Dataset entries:
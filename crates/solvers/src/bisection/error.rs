use std::error::Error as StdError;

use thiserror::Error;

use super::{bracket::BracketError, config::ConfigError};

/// Errors that can occur during bisection solving.
#[derive(Debug, Error)]
pub enum Error {
    #[error("invalid bracket: {0}")]
    InvalidBracket(#[from] BracketError),

    #[error("invalid config: {0}")]
    InvalidConfig(#[from] ConfigError),

    #[error("no sign change: f({a})={f_a}, f({b})={f_b}")]
    SameSigns { a: f64, b: f64, f_a: f64, f_b: f64 },

    #[error("non-finite value {value} at x = {x}")]
    NonFiniteValue { x: f64, value: f64 },

    #[error("function evaluation failed at x = {x}")]
    Function {
        x: f64,
        #[source]
        source: Box<dyn StdError + Send + Sync>,
    },
}
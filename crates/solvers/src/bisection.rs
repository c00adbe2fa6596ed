//! Bisection root finding on a sign-changing bracket.
//!
//! # Algorithm
//!
//! Bisection starts from an interval `[a, b]` on which the function changes
//! sign. By Bolzano's theorem a continuous function has a root inside such an
//! interval. Each iteration evaluates the midpoint `m = (a + b) / 2` and keeps
//! the half that still changes sign: if `f(a)` and `f(m)` share a sign the
//! root lies in `[m, b]`, otherwise in `[a, m]`.
//!
//! The approximate zero is the midpoint of the last bracket. A midpoint whose
//! value is exactly `0.0` ends the run immediately; this is an exact float
//! comparison, not a tolerance check.
//!
//! # Stop policies
//!
//! - [`StopPolicy::Tolerance`] splits while `b - a >= eps`.
//! - [`StopPolicy::FixedCount`] computes the number of splits up front with
//!   [`fixed_iteration_count`] and performs that many. Rounded midpoints can
//!   leave the bracket slightly wider than the exact halving predicts, so the
//!   run keeps splitting while `b - a >= eps`. Both policies visit the same
//!   brackets and end below `eps`; the fixed-count run may take one split more
//!   when rounding narrows the bracket faster than exact halving.
//!
//! Either policy stops with [`Status::PrecisionLimit`] if the bounds become
//! adjacent floats before the target is reached.
//!
//! # Trace
//!
//! When [`Config::records_trace`] is set, the solution carries a [`Trace`]:
//! one [`TraceRecord`] per iteration, holding the bracket before it was
//! narrowed and the midpoint evaluated, plus one final record for the bracket
//! the solver stopped on. Runs ending on an exact root or an observer stop
//! have no final record.
//!
//! # Observer Events
//!
//! Every midpoint evaluation emits an [`Event::Midpoint`]. Observers can
//! return [`Action::StopEarly`] to end the run at that midpoint.

mod action;
mod bracket;
mod config;
mod count;
mod error;
mod event;
mod search;
mod solution;
mod trace;


pub use action::Action;
pub use bracket::{Bracket, BracketError};
pub use config::{Config, ConfigError, StopPolicy};
pub use count::fixed_iteration_count;
pub use error::Error;
pub use event::Event;
pub use solution::{Solution, Status};
pub use trace::{Trace, TraceRecord};

use bolzano_core::{Function, Observer};

use search::search;

/// Finds a root of `function` on `bracket` using bisection.
///
/// The observer receives an [`Event`] for each midpoint evaluation.
/// See the [module docs](self) for details on stop policies and traces.
///
/// # Errors
///
/// Returns an error if the bracket is invalid, if `f(a)` and `f(b)` share a
/// strict sign, if the function yields a non-finite value, or if the function
/// itself fails. Function errors are returned as [`Error::Function`] with the
/// original error as the source.
pub fn solve<F, Obs>(
    function: &F,
    bracket: [f64; 2],
    config: &Config,
    observer: Obs,
) -> Result<Solution, Error>
where
    F: Function,
    Obs: for<'a> Observer<Event<'a>, Action>,
{
    let bracket = Bracket::new(bracket)?;
    search(function, bracket, config, observer)
}

/// Finds a root without observer support.
///
/// This is a convenience wrapper around [`solve`] that uses a no-op observer.
///
/// # Errors
///
/// Returns an error under the same conditions as [`solve`].
pub fn solve_unobserved<F: Function>(
    function: &F,
    bracket: [f64; 2],
    config: &Config,
) -> Result<Solution, Error> {
    solve(function, bracket, config, ())
}

/// Finds a root to within `eps` and returns it with the full trace.
///
/// Uses the tolerance policy.
///
/// # Errors
///
/// Returns [`Error::InvalidConfig`] if `eps` is not a finite positive number,
/// otherwise errors as [`solve`] does.
pub fn find_root<F: Function>(
    function: &F,
    bracket: [f64; 2],
    eps: f64,
) -> Result<(f64, Trace), Error> {
    let config = Config::new(eps)?;
    let solution = solve_unobserved(function, bracket, &config)?;
    Ok((solution.zero, solution.trace.unwrap_or_default()))
}

/// Finds a root to within `eps` using the fixed-count policy, without a trace.
///
/// # Errors
///
/// Returns [`Error::InvalidConfig`] if `eps` is not a finite positive number,
/// otherwise errors as [`solve`] does.
pub fn find_root_fixed_count<F: Function>(
    function: &F,
    bracket: [f64; 2],
    eps: f64,
) -> Result<f64, Error> {
    let config = Config::new(eps)?
        .with_policy(StopPolicy::FixedCount)
        .without_trace();
    Ok(solve_unobserved(function, bracket, &config)?.zero)
}
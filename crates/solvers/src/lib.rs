//! Bracketing root finders for scalar functions.
//!
//! A [`Function`] is evaluated on an interval where it changes sign, and the
//! interval is narrowed until it is smaller than a target width.
//!
//! # Solvers
//!
//! - [`bisection`] — guaranteed convergence on a bracketed interval, with an
//!   optional trace of every bracket examined
//!
//! # Example
//!
//! ```
//! use bolzano_core::from_fn;
//! use bolzano_solvers::bisection;
//!
//! let f = from_fn(|x| x * x - 2.0);
//! let (zero, trace) = bisection::find_root(&f, [1.0, 2.0], 1e-4)?;
//!
//! assert!((zero - std::f64::consts::SQRT_2).abs() < 1e-4);
//! assert!(trace.last().is_some_and(|r| r.width < 1e-4));
//! # Ok::<(), bisection::Error>(())
//! ```
//!
//! [`Function`]: bolzano_core::Function

pub mod bisection;
use super::Trace;

/// Why the solver stopped.
#[derive(Debug, Clone, Copy, PartialEq, Eq)]
pub enum Status {
    /// The stop policy was satisfied.
    Converged,

    /// A midpoint evaluated to exactly zero.
    ExactRoot,

    /// The bracket bounds are adjacent floats and cannot be split further.
    PrecisionLimit,

    /// Stopped early due to an observer decision.
    StoppedByObserver,
}

/// The result of a bisection solve.
#[derive(Debug, Clone, PartialEq)]
pub struct Solution {
    /// Final solver status.
    pub status: Status,

    /// Approximate zero: the midpoint of the last bracket.
    pub zero: f64,

    /// Number of midpoints evaluated inside the loop.
    pub iters: usize,

    /// Brackets examined, if the config records a trace.
    pub trace: Option<Trace>,
}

*WHAT TO PRODUCE:* The whole of the data is to be copied out word for word.

*ANSWER:*
filename crates/solvers/src/bisection/error.rs
use std::error::Error as StdError;

use thiserror::Error;

use super::{bracket::BracketError, config::ConfigError};

/// Errors that can occur during bisection solving.
#[derive(Debug, Error)]
pub enum Error {
    #[error("invalid bracket: {0}")]
    InvalidBracket(#[from] BracketError),

    #[error("invalid config: {0}")]
    InvalidConfig(#[from] ConfigError),

    #[error("no sign change: f({a})={f_a}, f({b})={f_b}")]
    SameSigns { a: f64, b: f64, f_a: f64, f_b: f64 },

    #[error("non-finite value {value} at x = {x}")]
    NonFiniteValue { x: f64, value: f64 },

    #[error("function evaluation failed at x = {x}")]
    Function {
        x: f64,
        #[source]
        source: Box<dyn StdError + Send + Sync>,
    },
}
filename crates/solvers/src/bisection.rs
repository c00adbe2fa6596ed
//! Bisection root finding on a sign-changing bracket.
//!
//! # Algorithm
//!
//! Bisection starts from an interval `[a, b]` on which the function changes
//! sign. By Bolzano's theorem a continuous function has a root inside such an
//! interval. Each iteration evaluates the midpoint `m = (a + b) / 2` and keeps
//! the half that still changes sign: if `f(a)` and `f(m)` share a sign the
//! root lies in `[m, b]`, otherwise in `[a, m]`.
//!
//! The approximate zero is the midpoint of the last bracket. A midpoint whose
//! value is exactly `0.0` ends the run immediately; this is an exact float
//! comparison, not a tolerance check.
//!
//! # Stop policies
//!
//! - [`StopPolicy::Tolerance`] splits while `b - a >= eps`.
//! - [`StopPolicy::FixedCount`] computes the number of splits up front with
//!   [`fixed_iteration_count`] and performs that many. Rounded midpoints can
//!   leave the bracket slightly wider than the exact halving predicts, so the
//!   run keeps splitting while `b - a >= eps`. Both policies visit the same
//!   brackets and end below `eps`; the fixed-count run may take one split more
//!   when rounding narrows the bracket faster than exact halving.
//!
//! Either policy stops with [`Status::PrecisionLimit`] if the bounds become
//! adjacent floats before the target is reached.
//!
//! # Trace
//!
//! When [`Config::records_trace`] is set, the solution carries a [`Trace`]:
//! one [`TraceRecord`] per iteration, holding the bracket before it was
//! narrowed and the midpoint evaluated, plus one final record for the bracket
//! the solver stopped on. Runs ending on an exact root or an observer stop
//! have no final record.
//!
//! # Observer Events
//!
//! Every midpoint evaluation emits an [`Event::Midpoint`]. Observers can
//! return [`Action::StopEarly`] to end the run at that midpoint.

mod action;
mod bracket;
mod config;
mod count;
mod error;
mod event;
mod search;
mod solution;
mod trace;


pub use action::Action;
pub use bracket::{Bracket, BracketError};
pub use config::{Config, ConfigError, StopPolicy};
pub use count::fixed_iteration_count;
pub use error::Error;
pub use event::Event;
pub use solution::{Solution, Status};
pub use trace::{Trace, TraceRecord};

use bolzano_core::{Function, Observer};

use search::search;

/// Finds a root of `function` on `bracket` using bisection.
///
/// The observer receives an [`Event`] for each midpoint evaluation.
/// See the [module docs](self) for details on stop policies and traces.
///
/// # Errors
///
/// Returns an error if the bracket is invalid, if `f(a)` and `f(b)` share a
/// strict sign, if the function yields a non-finite value, or if the function
/// itself fails. Function errors are returned as [`Error::Function`] with the
/// original error as the source.
pub fn solve<F, Obs>(
    function: &F,
    bracket: [f64; 2],
    config: &Config,
    observer: Obs,
) -> Result<Solution, Error>
where
    F: Function,
    Obs: for<'a> Observer<Event<'a>, Action>,
{
    let bracket = Bracket::new(bracket)?;
    search(function, bracket, config, observer)
}

/// Finds a root without observer support.
///
/// This is a convenience wrapper around [`solve`] that uses a no-op observer.
///
/// # Errors
///
/// Returns an error under the same conditions as [`solve`].
pub fn solve_unobserved<F: Function>(
    function: &F,
    bracket: [f64; 2],
    config: &Config,
) -> Result<Solution, Error> {
    solve(function, bracket, config, ())
}

/// Finds a root to within `eps` and returns it with the full trace.
///
/// Uses the tolerance policy.
///
/// # Errors
///
/// Returns [`Error::InvalidConfig`] if `eps` is not a finite positive number,
/// otherwise errors as [`solve`] does.
pub fn find_root<F: Function>(
    function: &F,
    bracket: [f64; 2],
    eps: f64,
) -> Result<(f64, Trace), Error> {
    let config = Config::new(eps)?;
    let solution = solve_unobserved(function, bracket, &config)?;
    Ok((solution.zero, solution.trace.unwrap_or_default()))
}

/// Finds a root to within `eps` using the fixed-count policy, without a trace.
///
/// # Errors
///
/// Returns [`Error::InvalidConfig`] if `eps` is not a finite positive number,
/// otherwise errors as [`solve`] does.
pub fn find_root_fixed_count<F: Function>(
    function: &F,
    bracket: [f64; 2],
    eps: f64,
) -> Result<f64, Error> {
    let config = Config::new(eps)?
        .with_policy(StopPolicy::FixedCount)
        .without_trace();
    Ok(solve_unobserved(function, bracket, &config)?.zero)
}
filename crates/solvers/src/lib.rs
//! Bracketing root finders for scalar functions.
//!
//! A [`Function`] is evaluated on an interval where it changes sign, and the
//! interval is narrowed until it is smaller than a target width.
//!
//! # Solvers
//!
//! - [`bisection`] — guaranteed convergence on a bracketed interval, with an
//!   optional trace of every bracket examined
//!
//! # Example
//!
//! ```
//! use bolzano_core::from_fn;
//! use bolzano_solvers::bisection;
//!
//! let f = from_fn(|x| x * x - 2.0);
//! let (zero, trace) = bisection::find_root(&f, [1.0, 2.0], 1e-4)?;
//!
//! assert!((zero - std::f64::consts::SQRT_2).abs() < 1e-4);
//! assert!(trace.last().is_some_and(|r| r.width < 1e-4));
//! # Ok::<(), bisection::Error>(())
//! ```
//!
//! [`Function`]: bolzano_core::Function

pub mod bisection;
use super::Trace;

/// Why the solver stopped.
#[derive(Debug, Clone, Copy, PartialEq, Eq)]
pub enum Status {
    /// The stop policy was satisfied.
    Converged,

    /// A midpoint evaluated to exactly zero.
    ExactRoot,

    /// The bracket bounds are adjacent floats and cannot be split further.
    PrecisionLimit,

    /// Stopped early due to an observer decision.
    StoppedByObserver,
}

/// The result of a bisection solve.
#[derive(Debug, Clone, PartialEq)]
pub struct Solution {
    /// Final solver status.
    pub status: Status,

    /// Approximate zero: the midpoint of the last bracket.
    pub zero: f64,

    /// Number of midpoints evaluated inside the loop.
    pub iters: usize,

    /// Brackets examined, if the config records a trace.
    pub trace: Option<Trace>,
}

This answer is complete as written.